In collaboration with P. Abry, N. Pustelnik, S. Roux, R. Gribonval and P. Flandrin we proposed to tackle this issue by designing an extended pandemic model, accounting for the presence of outliers in the infection counts. Then, the joint estimation of the reproduction number and the outliers is formulated as a convex nonsmooth optimization problem, balancing the fidelity to the extended epidemiological model and regularity and sparsity constraints. We designed an efficient minimization scheme yielding the resulting Maximum A Posteriori estimate of the reproduction number. Further, we proved the convergence of this algorithm, the dynamics of which you can observe on this video.

The developed estimation procedure is run on a daily basis on the data collected from the National Public Health Authorities of 200+ countries by the Johns Hopkins University, and made publicly available in a repository containing time series of new infection counts since the beginning of the pandemic.

MAP estimates of the reproduction number

Denoised infection counts

Credibility interval from Monte Carlo

Complementary to the point-in-time above estimates, health authorities also need guidance on how much confidence to place in the reproductive number estimate.

In collaboration with G. Fort, P. Abry and N. Pustelnik, we developed Monte Carlo sampling yielding credibility interval estimate of the reproduction number. To that aim, we design Markov chain Monte Carlo scheme, leveraging the Adjusted Langevin technology and adapting it to nonsmooth log-likehood.

Generalized time-frequency transforms and their zeros

Our journal preprint introducing a novel covariant transform tailored for discrete signals and designing detection methodology based on the zeros of the associated spectrogram has been published in IEEE Transactions on Signal Processing. It is available on hal and arXiv. The associated Python codes are available on GitHub.

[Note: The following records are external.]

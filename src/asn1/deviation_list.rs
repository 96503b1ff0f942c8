//! Deviation List structures (spec.md §3, §4.10).

use {
    super::{ContentType, OrderedSet},
    der::{
        asn1::{ObjectIdentifier as Oid, Utf8StringRef},
        Any, Sequence,
    },
    x509_cert::{name::Name, serial_number::SerialNumber},
};

#[derive(Clone, Debug, PartialEq, Eq, Sequence)]
pub struct IssuerAndSerial {
    pub issuer: Name,
    pub serial_number: SerialNumber,
}

#[derive(Clone, Debug, PartialEq, Eq, Sequence)]
pub struct Defect<'a> {
    pub oid: Oid,
    pub description: Option<Utf8StringRef<'a>>,
    pub params: Option<Any>,
}

#[derive(Clone, Debug, PartialEq, Eq, Sequence)]
pub struct DeviationEntry<'a> {
    pub target_cert: IssuerAndSerial,
    pub defects: OrderedSet<Defect<'a>>,
}

#[derive(Clone, Debug, PartialEq, Eq, Sequence)]
pub struct DeviationListContent<'a> {
    pub entries: OrderedSet<DeviationEntry<'a>>,
}

impl ContentType for DeviationListContent<'_> {
    /// ICAO 9303-12 §10.
    const CONTENT_TYPE: Oid = Oid::new_unwrap("2.23.136.1.1.7");
}
use {
    super::{ModRing, UintExp},
    rand::Rng,
    ruint::{aliases::U64, Uint},
    std::fmt::Debug,
    subtle::{ConditionallySelectable, ConstantTimeEq},
};

/// Trait for Uint backends supporting Montgomery multiplication.
///
/// The only implemented backed is Ruint, but the code is cleaner
/// if we abstract this, otherwise we would have to pass along the
/// const-generic parameters everywhere.
pub trait UintMont:
    Sized
    + Copy
    + PartialEq
    + Eq
    + PartialOrd
    + Debug
    + ConstantTimeEq
    + ConditionallySelectable
    + UintExp
{
    fn parameters_from_modulus(modulus: Self) -> ModRing<Self>;
    fn from_u64(value: u64) -> Self;
    fn random<R: Rng + ?Sized>(rng: &mut R, max: Self) -> Self;
    fn add_mod(self, other: Self, modulus: Self) -> Self;
    fn sub_mod(self, other: Self, modulus: Self) -> Self;
    fn mul_redc(self, other: Self, modulus: Self, mod_inv: u64) -> Self;
    fn square_redc(self, modulus: Self, mod_inv: u64) -> Self;
    fn inv_mod(self, modulus: Self) -> Option<Self>;

    /// Square root in Montgomery form.
    fn sqrt_mont(self, modulus: Self, mont_r: Self, mod_inv: u64) -> Option<Self>;

    fn from_be_bytes(bytes: &[u8]) -> Self;
    fn to_be_bytes(&self) -> Vec<u8>;
}

impl<const BITS: usize, const LIMBS: usize> UintMont for Uint<BITS, LIMBS> {
    fn parameters_from_modulus(modulus: Self) -> ModRing<Self> {
        let mod_inv = U64::wrapping_from(modulus)
            .inv_ring()
            .expect("Modulus not an odd positive integer.")
            .wrapping_neg()
            .to();

        // montgomery_r2 = 2^(128 * LIMBS) mod modulus.
        let mut montgomery_r2 = Self::ZERO;
        if Self::BITS > 32 {
            montgomery_r2.set_bit(32 * Self::LIMBS, true);
        } else {
            montgomery_r2 = Self::from((1_u64 << 32) % modulus.to::<u64>());
        }
        montgomery_r2 = montgomery_r2.mul_mod(montgomery_r2, modulus);
        montgomery_r2 = montgomery_r2.mul_mod(montgomery_r2, modulus);
        ModRing::from_parameters(modulus, montgomery_r2, mod_inv)
    }

    #[inline]
    fn from_u64(value: u64) -> Self {
        Self::from(value)
    }

    fn random<R: Rng + ?Sized>(rng: &mut R, max: Self) -> Self {
        let leading_zeros = max.leading_zeros();
        loop {
            let mut value = rng.gen::<Self>();
            value >>= leading_zeros;
            if value <= max {
                return value;
            }
        }
    }

    #[inline]
    fn add_mod(self, other: Self, modulus: Self) -> Self {
        let (sum, carry) = self.overflowing_add(other);
        let (reduced, borrow) = sum.overflowing_sub(modulus);
        if carry | !borrow {
            reduced
        } else {
            sum
        }
    }

    #[inline]
    fn sub_mod(self, other: Self, modulus: Self) -> Self {
        let (result, borrow) = self.overflowing_sub(other);
        if borrow {
            result.wrapping_add(modulus)
        } else {
            result
        }
    }

    #[inline]
    fn mul_redc(self, other: Self, modulus: Self, mod_inv: u64) -> Self {
        Self::mul_redc(self, other, modulus, mod_inv)
    }

    #[inline]
    fn square_redc(self, modulus: Self, mod_inv: u64) -> Self {
        Self::square_redc(self, modulus, mod_inv)
    }

    #[inline]
    fn inv_mod(self, modulus: Self) -> Option<Self> {
        Self::inv_mod(self, modulus)
    }

    #[inline]
    fn sqrt_mont(self, modulus: Self, mont_r: Self, mod_inv: u64) -> Option<Self> {
        // TODO: This requires modulus to be prime.
        let candidate = match modulus.to::<u64>() & 3 {
            3 | 7 => {
                let exponent = (modulus >> 2) + Self::from_u64(1);
                pow(self, exponent, modulus, mont_r, mod_inv)
            }
            5 => {
                let exponent = (modulus >> 3) + Self::from_u64(1);
                let candidate = pow(self, exponent, modulus, mont_r, mod_inv);
                if candidate.square_redc(modulus, mod_inv) == self {
                    return Some(candidate);
                }
                // Multiply by 2^((modulus - 1) / 4)
                let exponent = modulus >> 2;
                let two = mont_r.add_mod(mont_r, modulus);
                let factor = pow(two, exponent, modulus, mont_r, mod_inv);
                candidate.mul_redc(factor, modulus, mod_inv)
            }
            _ => unimplemented!("Square root only implemented for primes that are 3, 5, 7 mod 8."),
        };
        if candidate.square_redc(modulus, mod_inv) == self {
            Some(candidate)
        } else {
            None
        }
    }

    #[inline]
    fn from_be_bytes(bytes: &[u8]) -> Self {
        Self::from_be_slice(bytes)
    }

    #[inline]
    fn to_be_bytes(&self) -> Vec<u8> {
        self.to_be_bytes_vec()
    }
}

fn pow<const BITS: usize, const LIMBS: usize>(
    base: Uint<BITS, LIMBS>,
    exponent: Uint<BITS, LIMBS>,
    modulus: Uint<BITS, LIMBS>,
    mont_r: Uint<BITS, LIMBS>,
    mod_inv: u64,
) -> Uint<BITS, LIMBS> {
    let mut result = mont_r;
    let mut power = base;
    for i in 0..exponent.bit_len() {
        if exponent.bit(i) {
            result = result.mul_redc(power, modulus, mod_inv);
        }
        power = power.square_redc(modulus, mod_inv);
    }
    result
}

#[cfg(test)]
mod tests {
    use {
        super::*,
        ruint::{
            aliases::{U160, U256},
            uint, Uint,
        },
    };

    #[test]
    fn test_m31_param() {
        type U32 = Uint<32, 1>;
        let modulus = uint!(2147483647_U32);
        let ring = U32::parameters_from_modulus(modulus);
        assert_eq!(ring.modulus(), modulus);
        assert_eq!(ring.mod_inv(), 4611686020574871553_u64);
        assert_eq!(ring.montgomery_r(), uint!(4_U32));
        assert_eq!(ring.montgomery_r2(), uint!(16_U32));
        assert_eq!(ring.montgomery_r3(), uint!(64_U32));
    }

    #[test]
    fn test_goldilocks_param() {
        let modulus = uint!(18446744069414584321_U64);
        let ring = U64::parameters_from_modulus(modulus);
        assert_eq!(ring.modulus(), modulus);
        assert_eq!(ring.mod_inv(), 18446744069414584319_u64);
        assert_eq!(ring.montgomery_r(), uint!(4294967295_U64));
        assert_eq!(ring.montgomery_r2(), uint!(18446744065119617025_U64));
        assert_eq!(ring.montgomery_r3(), uint!(1_U64));
    }

    #[test]
    fn test_group1_param() {
        let modulus = uint!(1399252811935680595399801714158014275474696840019_U160);
        let ring = U160::parameters_from_modulus(modulus);
        assert_eq!(ring.modulus(), modulus);
        assert_eq!(ring.mod_inv(), 17279742035199256357_u64);
        assert_eq!(
            ring.montgomery_r(),
            uint!(276211425656182617693326127057814954281194144797_U160)
        );
        assert_eq!(
            ring.montgomery_r2(),
            uint!(1328697288359250963969439540253036463178824026347_U160)
        );
        assert_eq!(
            ring.montgomery_r3(),
            uint!(604439593675794661367692917915221321770756884129_U160)
        );
    }

    #[test]
    fn test_bn254_param() {
        let modulus = uint!(
            21888242871839275222246405745257275088548364400416034343698204186575808495617_U256
        );
        let ring = U256::parameters_from_modulus(modulus);
        assert_eq!(ring.modulus(), modulus);
        assert_eq!(
            ring.montgomery_r(),
            uint!(
                6350874878119819312338956282401532410528162663560392320966563075034087161851_U256
            )
        );
        assert_eq!(
            ring.montgomery_r2(),
            uint!(944936681149208446651664254269745548490766851729442924617792859073125903783_U256)
        );
        assert_eq!(
            ring.montgomery_r3(),
            uint!(
                5866548545943845227489894872040244720403868105578784105281690076696998248512_U256
            )
        );
        assert_eq!(ring.mod_inv(), 14042775128853446655_u64);
    }
}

Power of the signal detection test depending on the functional statistics

My postdoctoral project focuses on the construction of extended time-frequency transforms and the study of their zeros, participating to the ERC project Blackjack holded by Rémi Bardenet.

I am notably interested in the statistics of the random point process consisting of the zeros of the transform of white Gaussian noise, with the purpose to renew standard signal processing procedures classically based on spectrogram maxima by developing alternative zero-based methodologies. I am currently designing signal detection strategies leveraging the spatial statistics of the zeros of the new covariant transform we built.

To give theoretical ground to this work, I investigates the links between covariant representations and Gaussian Analytic Functions making use of an algebraic formulation of generalized time-frequency transforms emphasizing the action an underlying symmetry group. Further, I intend to benefits from a parallel with the quantum theory of coherent states in collaboration with Alexandre Feller.

Zeros of the spherical Gaussian Analytic Function

Spherical time-frequency transform in the presence of a signal

Fractal texture segmentation relying on convex nonsmooth optimization

I did my PhD thesis under the supervision of Patrice Abry and Nelly Pustelnik at Laboratoire de Physique in École Normale Supérieure de Lyon, France. I worked on texture segmentation based on fractal attributes, such as e.g. local regularity, designing convex functionals for simultaneous estimation and regularization of attributes maps. Further, I developed an automated data-driven Stein Unbiased Risk Estimate based strategy for the fine-tuning of hyperparameters.